A known risk for patients taking angiotensin-converting enzyme inhibitors (ACE-I) is angioedema caused by bradykinin, which can involve the face, lips, tongue, and upper airway. Since the clinical presentation is variable and unpredictable, with no possibilities to prevent and predict its development, the diagnosis can be delayed, potentially translating into increased patient suffering and risk of suffocation. The clinical uncertainty and the rapidity of airway compromise raised an alarm and thus was reported to raise the awareness of health care professionals sharing the common unified airway and propose preventive attitudes for discussion that could improve the perioperative safety of patients.

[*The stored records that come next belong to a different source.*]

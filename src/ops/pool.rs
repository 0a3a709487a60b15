//! Non-overlapping 2×2 max-pooling with location masks

use crate::error::{ModelError, Result};
use crate::tensor::{Mask3D, Tensor3D};

/// 2×2 max-pooling with stride 2 over the spatial dimensions.
///
/// Returns the pooled tensor (half the spatial extent, same channels) and a
/// mask over the original shape marking every element equal to its window's
/// maximum.
///
/// # Errors
///
/// `InvalidArgument` if either spatial dimension is odd.
pub fn max_pool_2x2(input: &Tensor3D) -> Result<(Tensor3D, Mask3D)> {
    let (rows, cols, channels) = input.shape();
    if rows % 2 != 0 || cols % 2 != 0 {
        return Err(ModelError::InvalidArgument {
            op: "max_pool_2x2",
            details: format!("spatial extent {}x{} is not even", rows, cols),
        });
    }

    let mut output = Tensor3D::zeros(rows / 2, cols / 2, channels);
    let mut mask = Mask3D::falses(rows, cols, channels);
    for py in 0..rows / 2 {
        for px in 0..cols / 2 {
            for k in 0..channels {
                let mut max = f64::NEG_INFINITY;
                for dy in 0..2 {
                    for dx in 0..2 {
                        let v = input.get(py * 2 + dy, px * 2 + dx, k);
                        if v > max {
                            max = v;
                        }
                    }
                }
                output.set(py, px, k, max);
                for dy in 0..2 {
                    for dx in 0..2 {
                        let y = py * 2 + dy;
                        let x = px * 2 + dx;
                        mask.set(y, x, k, input.get(y, x, k) == max);
                    }
                }
            }
        }
    }
    Ok((output, mask))
}

/// Adjoint of [`max_pool_2x2`]: the upstream gradient is upsampled 2× by
/// nearest-neighbor repetition, then gated by the mask, routing gradient to
/// every position that attained its window's maximum.
pub fn max_pool_2x2_backward(upstream: &Tensor3D, mask: &Mask3D) -> Result<Tensor3D> {
    let (rows, cols, channels) = mask.shape();
    if upstream.rows() * 2 != rows
        || upstream.cols() * 2 != cols
        || upstream.channels() != channels
    {
        return Err(ModelError::ShapeMismatch {
            op: "max_pool_2x2_backward",
            details: format!(
                "upstream {:?} does not halve mask {:?}",
                upstream.shape(),
                mask.shape()
            ),
        });
    }

    let mut output = Tensor3D::zeros(rows, cols, channels);
    for y in 0..rows {
        for x in 0..cols {
            for k in 0..channels {
                if mask.get(y, x, k) {
                    output.set(y, x, k, upstream.get(y / 2, x / 2, k));
                }
            }
        }
    }
    Ok(output)
}
impl<O, P, D> AdminUseCase<O, P, D>
where
    O: OrderRepository + Send + Sync + 'static,
    P: PaymentRepository + Send + Sync + 'static,
    D: AdminDashboardRepository + Send + Sync + 'static,
{
    pub fn new(order_repository: Arc<O>, payment_repository: Arc<P>, dashboard_repository: Arc<D>) -> Self {
        Self {
            order_repository,
            payment_repository,
            dashboard_repository,
        }
    }

    pub async fn dashboard(&self, now: DateTime<Utc>) -> UseCaseResult<DashboardDto> {
        info!("admin: building dashboard");
        let repo = &self.dashboard_repository;

        let counted = repo
            .count_orders_by_status()
            .await
            .map_err(internal("count orders by status"))?;
        // Statuses without orders are reported as zero.
        let orders_by_status: Vec<StatusCount> = OrderStatus::ALL
            .into_iter()
            .map(|status| StatusCount {
                status,
                count: counted
                    .iter()
                    .filter(|c| c.status == status)
                    .map(|c| c.count)
                    .sum(),
            })
            .collect();
        let total_orders: i64 = orders_by_status.iter().map(|c| c.count).sum();

        let recent_orders_count = repo
            .count_orders_since(window_start(now, RECENT_ORDER_DAYS))
            .await
            .map_err(internal("count recent orders"))?;
        let total_revenue = repo
            .revenue_since(None)
            .await
            .map_err(internal("sum total revenue"))?;
        let monthly_revenue = repo
            .revenue_since(Some(window_start(now, REVENUE_WINDOW_DAYS)))
            .await
            .map_err(internal("sum monthly revenue"))?;
        let payment_methods = repo
            .count_payments_by_method()
            .await
            .map_err(internal("count payments by method"))?;
        let pending_refunds = repo
            .count_pending_refunds()
            .await
            .map_err(internal("count pending refunds"))?;
        let recent_orders = repo
            .recent_orders(RECENT_ORDER_LIMIT)
            .await
            .map_err(internal("load recent orders"))?;
        let top_products = repo
            .top_products(TOP_PRODUCT_LIMIT)
            .await
            .map_err(internal("load top products"))?;

        info!(total_orders, pending_refunds, "admin: dashboard ready");
        Ok(DashboardDto {
            total_orders,
            orders_by_status,
            recent_orders_count,
            total_revenue,
            monthly_revenue,
            payment_methods,
            pending_refunds,
            recent_orders: recent_orders.iter().map(OrderSummaryDto::from).collect(),
            top_products,
        })
    }

    pub async fn list_orders(&self, query: AdminOrdersQuery) -> UseCaseResult<Vec<OrderSummaryDto>> {
        let filter = AdminOrderFilter {
            status: parse::optional(query.status.as_deref(), parse::order_status)?,
            search: query
                .search
                .map(|search| search.trim().to_string())
                .filter(|search| !search.is_empty()),
        };
        info!(status = ?filter.status, search = ?filter.search, "admin: listing orders");

        let orders = self
            .order_repository
            .list_orders(filter)
            .await
            .map_err(internal("list orders"))?;
        Ok(orders.iter().map(OrderSummaryDto::from).collect())
    }

    pub async fn list_payments(&self, query: AdminPaymentsQuery) -> UseCaseResult<Vec<PaymentModel>> {
        let filter = AdminPaymentFilter {
            method: parse::optional(query.method.as_deref(), parse::payment_method)?,
            status: parse::optional(query.status.as_deref(), parse::payment_status)?,
            refund: parse::optional(query.refund.as_deref(), parse::refund_status)?,
        };
        info!(
            method = ?filter.method,
            status = ?filter.status,
            refund = ?filter.refund,
            "admin: listing payments"
        );

        let payments = self
            .payment_repository
            .list_payments(filter)
            .await
            .map_err(internal("list payments"))?;
        Ok(payments)
    }

    pub async fn update_order_status(
        &self,
        order_id: i64,
        raw_status: &str,
    ) -> UseCaseResult<StatusUpdatedDto> {
        let order = self
            .order_repository
            .find_order(order_id)
            .await
            .map_err(internal("load order"))?
            .ok_or(AdminError::OrderNotFound)?;

        let updated = update_order_status(&order, raw_status).inspect_err(|err| {
            warn!(order_id, reason = %err, "admin: invalid order status submitted")
        })?;

        self.order_repository
            .update_status(order_id, updated.status)
            .await
            .map_err(internal("update order status"))?;

        info!(order_id, from = %order.status, to = %updated.status, "admin: order status updated");
        Ok(StatusUpdatedDto {
            id: order_id,
            status: updated.status.to_string(),
            message: format!(
                "Order {} status updated to {}",
                updated.order_number, updated.status
            ),
        })
    }

    pub async fn update_payment_status(
        &self,
        payment_id: i64,
        raw_status: &str,
        now: DateTime<Utc>,
    ) -> UseCaseResult<StatusUpdatedDto> {
        let payment = self
            .payment_repository
            .find_payment(payment_id)
            .await
            .map_err(internal("load payment"))?
            .ok_or(AdminError::PaymentNotFound)?;

        let updated = update_payment_status(&payment, raw_status, now).inspect_err(|err| {
            warn!(payment_id, reason = %err, "admin: invalid payment status submitted")
        })?;

        self.payment_repository
            .update_payment(payment_id, updated.to_update_entity())
            .await
            .map_err(internal("update payment status"))?;

        info!(
            payment_id,
            from = %payment.payment_status,
            to = %updated.payment_status,
            "admin: payment status updated"
        );
        Ok(StatusUpdatedDto {
            id: payment_id,
            status: updated.payment_status.to_string(),
            message: format!("Payment status updated to {}", updated.payment_status),
        })
    }
}
pub mod usecases;
use std::fmt::Display;

use serde::{Deserialize, Serialize};

#[derive(Default, Debug, Clone, Copy, Serialize, Deserialize, PartialEq, Eq, Hash)]
pub enum PaymentStatus {
    #[default]
    Pending,
    Success,
    Failed,
    Cancelled,
    Refunded,
}

impl PaymentStatus {
    pub const ALL: [PaymentStatus; 5] = [
        PaymentStatus::Pending,
        PaymentStatus::Success,
        PaymentStatus::Failed,
        PaymentStatus::Cancelled,
        PaymentStatus::Refunded,
    ];

    pub fn as_str(&self) -> &'static str {
        match self {
            PaymentStatus::Pending => "Pending",
            PaymentStatus::Success => "Success",
            PaymentStatus::Failed => "Failed",
            PaymentStatus::Cancelled => "Cancelled",
            PaymentStatus::Refunded => "Refunded",
        }
    }

    pub fn parse(value: &str) -> Option<Self> {
        match value {
            "Pending" => Some(PaymentStatus::Pending),
            "Success" => Some(PaymentStatus::Success),
            "Failed" => Some(PaymentStatus::Failed),
            "Cancelled" => Some(PaymentStatus::Cancelled),
            "Refunded" => Some(PaymentStatus::Refunded),
            _ => None,
        }
    }
}

impl Display for PaymentStatus {
    fn fmt(&self, f: &mut std::fmt::Formatter<'_>) -> std::fmt::Result {
        f.write_str(self.as_str())
    }
}
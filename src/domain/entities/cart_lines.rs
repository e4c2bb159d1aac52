use bigdecimal::BigDecimal;
use diesel::prelude::*;

/// One cart row joined with the product it points at.
#[derive(Debug, Clone, PartialEq, Queryable)]
pub struct CartLineEntity {
    pub product_id: i64,
    pub product_name: String,
    pub quantity: i32,
    pub price: BigDecimal,
    pub discount_price: Option<BigDecimal>,
}
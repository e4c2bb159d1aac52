#[derive(Debug, Clone)]
pub struct DotEnvyConfig {
    pub server: Server,
    pub database: Database,
    pub auth: AuthSecret,
}

#[derive(Debug, Clone)]
pub struct Server {
    pub port: u16,
    /// MiB
    pub body_limit: u64,
    /// Seconds
    pub timeout: u64,
}

#[derive(Debug, Clone)]
pub struct Database {
    pub url: String,
}

#[derive(Debug, Clone)]
pub struct AuthSecret {
    pub jwt_secret: String,
}
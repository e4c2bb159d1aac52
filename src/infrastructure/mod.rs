pub mod axum_http;
pub mod postgres;
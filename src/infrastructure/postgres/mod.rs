pub mod postgres_connection;
pub mod repositories;
pub mod schema;
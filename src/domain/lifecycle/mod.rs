//! Order and payment lifecycle rules.
//!
//! Every function here is pure: it takes the current state (and the current
//! time, where relevant) and returns the next state or a [`LifecycleError`].
//! Loading and persisting the affected rows is left to the caller.

mod error;

pub mod cancellation;
pub mod checkout;
pub mod identifiers;
pub mod parse;
pub mod refunds;
pub mod settlement;
pub mod status_updates;

pub use error::LifecycleError;
use uuid::Uuid;

pub const ORDER_NUMBER_PREFIX: &str = "DD";
pub const TRANSACTION_ID_PREFIX: &str = "TXN";

const RANDOM_PART_LEN: usize = 8;

/// Brand tag followed by the first eight hex digits of a random v4 UUID.
///
/// Not guaranteed unique: a collision is rejected by the `order_number`
/// unique constraint and the caller draws a new number.
pub fn generate_order_number() -> String {
    tagged_random_id(ORDER_NUMBER_PREFIX)
}

/// Reference attached to a simulated online payment.
pub fn generate_transaction_id() -> String {
    tagged_random_id(TRANSACTION_ID_PREFIX)
}

fn tagged_random_id(prefix: &str) -> String {
    let random = Uuid::new_v4().simple().to_string();
    format!("{}{}", prefix, random[..RANDOM_PART_LEN].to_uppercase())
}
use axum::{RequestPartsExt, async_trait, extract::FromRequestParts, http::request::Parts};
use axum_extra::{
    TypedHeader,
    headers::{Authorization, authorization::Bearer},
};
use jsonwebtoken::{Algorithm, DecodingKey, Validation, decode};
use serde::{Deserialize, Serialize};
use tracing::warn;
use uuid::Uuid;

use crate::{config::config_loader, infrastructure::axum_http::error_responses::AppError};

pub const STAFF_ROLE: &str = "staff";

#[derive(Debug, Serialize, Deserialize)]
pub struct Claims {
    pub sub: String,
    pub role: String,
    pub email: Option<String>,
    pub exp: usize,
}

#[derive(Debug, Clone)]
pub struct AuthUser {
    pub user_id: Uuid,
    pub email: Option<String>,
    pub role: String,
}

impl AuthUser {
    pub fn is_staff(&self) -> bool {
        self.role == STAFF_ROLE
    }
}

/// An authenticated user carrying the staff role.
#[derive(Debug, Clone)]
pub struct AdminUser(pub AuthUser);

pub fn validate_jwt(token: &str) -> Result<Claims, AppError> {
    let secret = config_loader::get_auth_secret()?;

    let decoding_key = DecodingKey::from_secret(secret.jwt_secret.as_bytes());
    let validation = Validation::new(Algorithm::HS256);

    let token_data = decode::<Claims>(token, &decoding_key, &validation)
        .map_err(|e| AppError::Unauthorized(format!("JWT validation failed: {}", e)))?;

    Ok(token_data.claims)
}

#[async_trait]
impl<S> FromRequestParts<S> for AuthUser
where
    S: Send + Sync,
{
    type Rejection = AppError;

    async fn from_request_parts(parts: &mut Parts, _state: &S) -> Result<Self, Self::Rejection> {
        let TypedHeader(Authorization(bearer)) = parts
            .extract::<TypedHeader<Authorization<Bearer>>>()
            .await
            .map_err(|err| AppError::Unauthorized(err.to_string()))?;

        let claims = validate_jwt(bearer.token())
            .inspect_err(|err| warn!(reason = %err, "auth: token rejected"))?;

        let user_id = Uuid::parse_str(&claims.sub)
            .map_err(|_| AppError::Unauthorized("Invalid user ID in token".to_string()))?;

        Ok(AuthUser {
            user_id,
            email: claims.email,
            role: claims.role,
        })
    }
}

#[async_trait]
impl<S> FromRequestParts<S> for AdminUser
where
    S: Send + Sync,
{
    type Rejection = AppError;

    async fn from_request_parts(parts: &mut Parts, state: &S) -> Result<Self, Self::Rejection> {
        let user = AuthUser::from_request_parts(parts, state).await?;
        if !user.is_staff() {
            warn!(user_id = %user.user_id, role = %user.role, "auth: admin route refused");
            return Err(AppError::Forbidden);
        }
        Ok(AdminUser(user))
    }
}
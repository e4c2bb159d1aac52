use std::fmt::Display;

use serde::{Deserialize, Serialize};

#[derive(Default, Debug, Clone, Copy, Serialize, Deserialize, PartialEq, Eq, Hash)]
pub enum RefundStatus {
    #[default]
    #[serde(rename = "Not_Required")]
    NotRequired,
    Pending,
    Processing,
    Completed,
    Failed,
}

impl RefundStatus {
    pub const ALL: [RefundStatus; 5] = [
        RefundStatus::NotRequired,
        RefundStatus::Pending,
        RefundStatus::Processing,
        RefundStatus::Completed,
        RefundStatus::Failed,
    ];

    pub fn as_str(&self) -> &'static str {
        match self {
            RefundStatus::NotRequired => "Not_Required",
            RefundStatus::Pending => "Pending",
            RefundStatus::Processing => "Processing",
            RefundStatus::Completed => "Completed",
            RefundStatus::Failed => "Failed",
        }
    }

    pub fn parse(value: &str) -> Option<Self> {
        match value {
            "Not_Required" => Some(RefundStatus::NotRequired),
            "Pending" => Some(RefundStatus::Pending),
            "Processing" => Some(RefundStatus::Processing),
            "Completed" => Some(RefundStatus::Completed),
            "Failed" => Some(RefundStatus::Failed),
            _ => None,
        }
    }

    pub fn label(&self) -> &'static str {
        match self {
            RefundStatus::NotRequired => "Not Required",
            RefundStatus::Pending => "Refund Pending",
            RefundStatus::Processing => "Refund Processing",
            RefundStatus::Completed => "Refund Completed",
            RefundStatus::Failed => "Refund Failed",
        }
    }
}

impl Display for RefundStatus {
    fn fmt(&self, f: &mut std::fmt::Formatter<'_>) -> std::fmt::Result {
        f.write_str(self.as_str())
    }
}

#[cfg(test)]
mod tests {
    use super::*;

    #[test]
    fn defaults_to_not_required() {
        assert_eq!(RefundStatus::default(), RefundStatus::NotRequired);
        assert_eq!(RefundStatus::default().as_str(), "Not_Required");
    }

    #[test]
    fn every_variant_parses_back() {
        for status in RefundStatus::ALL {
            assert_eq!(RefundStatus::parse(status.as_str()), Some(status));
        }
        assert_eq!(RefundStatus::parse("Refund Pending"), None);
    }
}
pub mod admin;
pub mod checkout;
pub mod orders;
pub mod payments;
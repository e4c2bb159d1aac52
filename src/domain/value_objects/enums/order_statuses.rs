use std::fmt::Display;

use serde::{Deserialize, Serialize};

#[derive(Default, Debug, Clone, Copy, Serialize, Deserialize, PartialEq, Eq, Hash)]
pub enum OrderStatus {
    Pending,
    #[default]
    #[serde(rename = "Payment_Pending")]
    PaymentPending,
    Paid,
    Confirmed,
    Processing,
    Shipped,
    Delivered,
    Cancelled,
}

impl OrderStatus {
    pub const ALL: [OrderStatus; 8] = [
        OrderStatus::Pending,
        OrderStatus::PaymentPending,
        OrderStatus::Paid,
        OrderStatus::Confirmed,
        OrderStatus::Processing,
        OrderStatus::Shipped,
        OrderStatus::Delivered,
        OrderStatus::Cancelled,
    ];

    /// Statuses whose order total counts towards spending and revenue.
    pub const REVENUE: [OrderStatus; 5] = [
        OrderStatus::Paid,
        OrderStatus::Confirmed,
        OrderStatus::Processing,
        OrderStatus::Shipped,
        OrderStatus::Delivered,
    ];

    pub fn as_str(&self) -> &'static str {
        match self {
            OrderStatus::Pending => "Pending",
            OrderStatus::PaymentPending => "Payment_Pending",
            OrderStatus::Paid => "Paid",
            OrderStatus::Confirmed => "Confirmed",
            OrderStatus::Processing => "Processing",
            OrderStatus::Shipped => "Shipped",
            OrderStatus::Delivered => "Delivered",
            OrderStatus::Cancelled => "Cancelled",
        }
    }

    pub fn parse(value: &str) -> Option<Self> {
        OrderStatus::ALL
            .into_iter()
            .find(|status| status.as_str() == value)
    }

    pub fn label(&self) -> &'static str {
        match self {
            OrderStatus::PaymentPending => "Payment Pending",
            other => other.as_str(),
        }
    }

    pub fn is_terminal(&self) -> bool {
        matches!(self, OrderStatus::Delivered | OrderStatus::Cancelled)
    }

    pub fn counts_as_revenue(&self) -> bool {
        OrderStatus::REVENUE.contains(self)
    }
}

impl Display for OrderStatus {
    fn fmt(&self, f: &mut std::fmt::Formatter<'_>) -> std::fmt::Result {
        f.write_str(self.as_str())
    }
}
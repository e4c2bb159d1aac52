pub mod admin;
pub mod checkout;
pub mod orders;
pub mod payments;

use axum::http::StatusCode;

use crate::domain::lifecycle::LifecycleError;

/// Rejections from the lifecycle rules are the caller's fault, never the
/// server's.
pub(crate) fn lifecycle_status_code(err: &LifecycleError) -> StatusCode {
    match err {
        LifecycleError::InvalidEnumValue { .. }
        | LifecycleError::EmptyCart
        | LifecycleError::InvalidQuantity { .. } => StatusCode::BAD_REQUEST,
        LifecycleError::NotEligible(_) | LifecycleError::AlreadyInTargetSubstate(_) => {
            StatusCode::CONFLICT
        }
    }
}
use anyhow::Result;
use diesel::{
    Connection, PgConnection,
    connection::CacheSize,
    r2d2::{ConnectionManager, CustomizeConnection, Error as R2d2Error, Pool},
};

/// Transaction-mode poolers (pgbouncer, supavisor) reject named prepared
/// statements, so every pooled connection runs unprepared.
#[derive(Debug, Default)]
struct UnpreparedStatements;

impl CustomizeConnection<PgConnection, R2d2Error> for UnpreparedStatements {
    fn on_acquire(&self, conn: &mut PgConnection) -> std::result::Result<(), R2d2Error> {
        conn.set_prepared_statement_cache_size(CacheSize::Disabled);
        Ok(())
    }
}

pub type PgPoolSquad = Pool<ConnectionManager<PgConnection>>;

pub fn establish_connection(database_url: &str) -> Result<PgPoolSquad> {
    let manager = ConnectionManager::<PgConnection>::new(database_url);
    let pool = Pool::builder()
        .connection_customizer(Box::new(UnpreparedStatements))
        .build(manager)?;
    Ok(pool)
}
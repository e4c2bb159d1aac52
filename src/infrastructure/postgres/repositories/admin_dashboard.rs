use anyhow::Result;
use async_trait::async_trait;
use bigdecimal::BigDecimal;
use chrono::{DateTime, Utc};
use diesel::{
    RunQueryDsl,
    dsl::{count_star, sum},
    prelude::*,
};
use std::sync::Arc;

use super::orders::with_items_and_payment;
use crate::{
    domain::{
        entities::orders::OrderEntity,
        lifecycle::LifecycleError,
        repositories::admin_dashboard::AdminDashboardRepository,
        value_objects::{
            admin::{PaymentMethodCounts, StatusCount, TopProduct},
            enums::{
                order_statuses::OrderStatus, payment_methods::PaymentMethod,
                refund_statuses::RefundStatus,
            },
            orders::OrderModel,
        },
    },
    infrastructure::postgres::{
        postgres_connection::PgPoolSquad,
        schema::{order_items, orders, payments},
    },
};

pub struct AdminDashboardPostgres {
    db_pool: Arc<PgPoolSquad>,
}

impl AdminDashboardPostgres {
    pub fn new(db_pool: Arc<PgPoolSquad>) -> Self {
        Self { db_pool }
    }
}

fn revenue_statuses() -> Vec<String> {
    OrderStatus::REVENUE
        .iter()
        .map(|status| status.to_string())
        .collect()
}

#[async_trait]
impl AdminDashboardRepository for AdminDashboardPostgres {
    async fn count_orders_by_status(&self) -> Result<Vec<StatusCount>> {
        let mut conn = Arc::clone(&self.db_pool).get()?;

        let rows = orders::table
            .group_by(orders::status)
            .select((orders::status, count_star()))
            .load::<(String, i64)>(&mut conn)?;

        let mut results = Vec::with_capacity(rows.len());
        for (status, count) in rows {
            let status = OrderStatus::parse(&status)
                .ok_or_else(|| LifecycleError::invalid("order_status", status.as_str()))?;
            results.push(StatusCount { status, count });
        }

        Ok(results)
    }

    async fn count_orders_since(&self, since: DateTime<Utc>) -> Result<i64> {
        let mut conn = Arc::clone(&self.db_pool).get()?;

        let count = orders::table
            .filter(orders::created_at.ge(since))
            .count()
            .get_result::<i64>(&mut conn)?;

        Ok(count)
    }

    async fn revenue_since(&self, since: Option<DateTime<Utc>>) -> Result<BigDecimal> {
        let mut conn = Arc::clone(&self.db_pool).get()?;
        let mut query = orders::table
            .filter(orders::status.eq_any(revenue_statuses()))
            .select(sum(orders::total_amount))
            .into_boxed();

        if let Some(since) = since {
            query = query.filter(orders::created_at.ge(since));
        }

        let total = query.get_result::<Option<BigDecimal>>(&mut conn)?;

        Ok(total.unwrap_or_else(|| BigDecimal::from(0)))
    }

    async fn count_payments_by_method(&self) -> Result<PaymentMethodCounts> {
        let mut conn = Arc::clone(&self.db_pool).get()?;

        let rows = payments::table
            .group_by(payments::payment_method)
            .select((payments::payment_method, count_star()))
            .load::<(String, i64)>(&mut conn)?;

        let mut counts = PaymentMethodCounts::default();
        for (method, count) in rows {
            match PaymentMethod::parse(&method) {
                Some(PaymentMethod::Cod) => counts.cod += count,
                Some(_) => counts.online += count,
                None => return Err(LifecycleError::invalid("payment_method", method).into()),
            }
        }

        Ok(counts)
    }

    async fn count_pending_refunds(&self) -> Result<i64> {
        let mut conn = Arc::clone(&self.db_pool).get()?;

        let count = payments::table
            .filter(payments::refund_status.eq(RefundStatus::Pending.to_string()))
            .count()
            .get_result::<i64>(&mut conn)?;

        Ok(count)
    }

    async fn recent_orders(&self, limit: i64) -> Result<Vec<OrderModel>> {
        let mut conn = Arc::clone(&self.db_pool).get()?;

        let order_entities = orders::table
            .order(orders::created_at.desc())
            .limit(limit)
            .select(OrderEntity::as_select())
            .load::<OrderEntity>(&mut conn)?;

        with_items_and_payment(&mut conn, order_entities)
    }

    async fn top_products(&self, limit: i64) -> Result<Vec<TopProduct>> {
        let mut conn = Arc::clone(&self.db_pool).get()?;

        let rows = order_items::table
            .group_by((order_items::product_id, order_items::product_name))
            .select((
                order_items::product_id,
                order_items::product_name,
                sum(order_items::quantity),
            ))
            .order(sum(order_items::quantity).desc())
            .limit(limit)
            .load::<(i64, String, Option<i64>)>(&mut conn)?;

        Ok(rows
            .into_iter()
            .map(|(product_id, product_name, quantity_sold)| TopProduct {
                product_id,
                product_name,
                quantity_sold: quantity_sold.unwrap_or_default(),
            })
            .collect())
    }
}
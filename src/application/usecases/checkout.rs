use std::sync::Arc;

use chrono::{DateTime, Utc};
use thiserror::Error;
use tracing::{error, info, warn};
use uuid::Uuid;

use super::lifecycle_status_code;
use crate::domain::{
    lifecycle::{LifecycleError, checkout::build_order, identifiers::generate_order_number},
    repositories::{
        carts::CartRepository,
        orders::{OrderNumberTaken, OrderRepository},
    },
    value_objects::orders::{OrderSummaryDto, ShippingAddress},
};

/// Order numbers are random, so a collision is retried with a fresh one.
pub const MAX_ORDER_NUMBER_ATTEMPTS: usize = 5;

#[derive(Debug, Error)]
pub enum CheckoutError {
    #[error(transparent)]
    Lifecycle(#[from] LifecycleError),
    #[error("could not allocate a unique order number after {0} attempts")]
    OrderNumberExhausted(usize),
    #[error(transparent)]
    Internal(#[from] anyhow::Error),
}

impl CheckoutError {
    pub fn status_code(&self) -> axum::http::StatusCode {
        use axum::http::StatusCode;
        match self {
            CheckoutError::Lifecycle(err) => lifecycle_status_code(err),
            CheckoutError::OrderNumberExhausted(_) | CheckoutError::Internal(_) => {
                StatusCode::INTERNAL_SERVER_ERROR
            }
        }
    }
}

pub type UseCaseResult<T> = std::result::Result<T, CheckoutError>;

pub struct CheckoutUseCase<O, C>
where
    O: OrderRepository + Send + Sync + 'static,
    C: CartRepository + Send + Sync + 'static,
{
    order_repository: Arc<O>,
    cart_repository: Arc<C>,
}

impl<O, C> CheckoutUseCase<O, C>
where
    O: OrderRepository + Send + Sync + 'static,
    C: CartRepository + Send + Sync + 'static,
{
    pub fn new(order_repository: Arc<O>, cart_repository: Arc<C>) -> Self {
        Self {
            order_repository,
            cart_repository,
        }
    }

    /// Turns the user's cart into an order awaiting payment. The cart itself
    /// is only cleared once the order is paid for.
    pub async fn place_order(
        &self,
        user_id: Uuid,
        shipping: ShippingAddress,
        now: DateTime<Utc>,
    ) -> UseCaseResult<OrderSummaryDto> {
        info!(%user_id, "checkout: placing order");
        let lines = self
            .cart_repository
            .list_cart_lines(user_id)
            .await
            .map_err(|err| {
                error!(%user_id, db_error = ?err, "checkout: failed to load cart lines");
                CheckoutError::Internal(err)
            })?;

        let mut new_order = build_order(user_id, shipping, &lines, generate_order_number(), now)
            .inspect_err(|err| warn!(%user_id, reason = %err, "checkout: cart rejected"))?;

        for attempt in 1..=MAX_ORDER_NUMBER_ATTEMPTS {
            match self.order_repository.create_order(new_order.clone()).await {
                Ok(order_id) => {
                    info!(
                        %user_id,
                        order_id,
                        order_number = %new_order.order_number,
                        total_amount = %new_order.total_amount,
                        "checkout: order placed"
                    );
                    return Ok(OrderSummaryDto {
                        id: order_id,
                        order_number: new_order.order_number,
                        status: new_order.status,
                        status_label: new_order.status.label(),
                        total_amount: new_order.total_amount,
                        created_at: new_order.created_at,
                    });
                }
                Err(err) if err.downcast_ref::<OrderNumberTaken>().is_some() => {
                    warn!(
                        %user_id,
                        attempt,
                        order_number = %new_order.order_number,
                        "checkout: order number collision, regenerating"
                    );
                    new_order.order_number = generate_order_number();
                }
                Err(err) => {
                    error!(%user_id, db_error = ?err, "checkout: failed to create order");
                    return Err(CheckoutError::Internal(err));
                }
            }
        }

        error!(%user_id, "checkout: exhausted order number attempts");
        Err(CheckoutError::OrderNumberExhausted(
            MAX_ORDER_NUMBER_ATTEMPTS,
        ))
    }
}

Our patient, 70 years/male known hypertensive for 6 years on Ramipril 5 mg and Telmisartan 40 mg with no known drug allergy, underwent a minor urology procedure (20 min) under propofol sedation with four size classical laryngeal mask airway (LMA) under spontaneous respiration. Anesthesia and recovery were uneventful with stable hemodynamics. Non-steroidal anti-inflammatory agents were not administered perioperatively. After 4 h, the patient's tongue was noted to be slightly larger than normal without any complaints of urticaria or pruritis. Within the next 2 h, tongue swelling rapidly progressed to occupy the entire oral cavity and forced his mouth to open widely (Figure 1). Saliva was dripping from his mouth as he was unable to clear his secretion, with impaired speech, without any respiratory distress or dysphonia. On probing further, his family revealed history of two episodes of similar sized swollen tongue managed by intravenous steroids and nebulization by the family physician 2 years and 6 months back without any complications. There was no family history of similar symptoms. A clinical assessment of possible angiotensin-converting enzyme inhibitors-induced angioedema (ACEI-IA) was made.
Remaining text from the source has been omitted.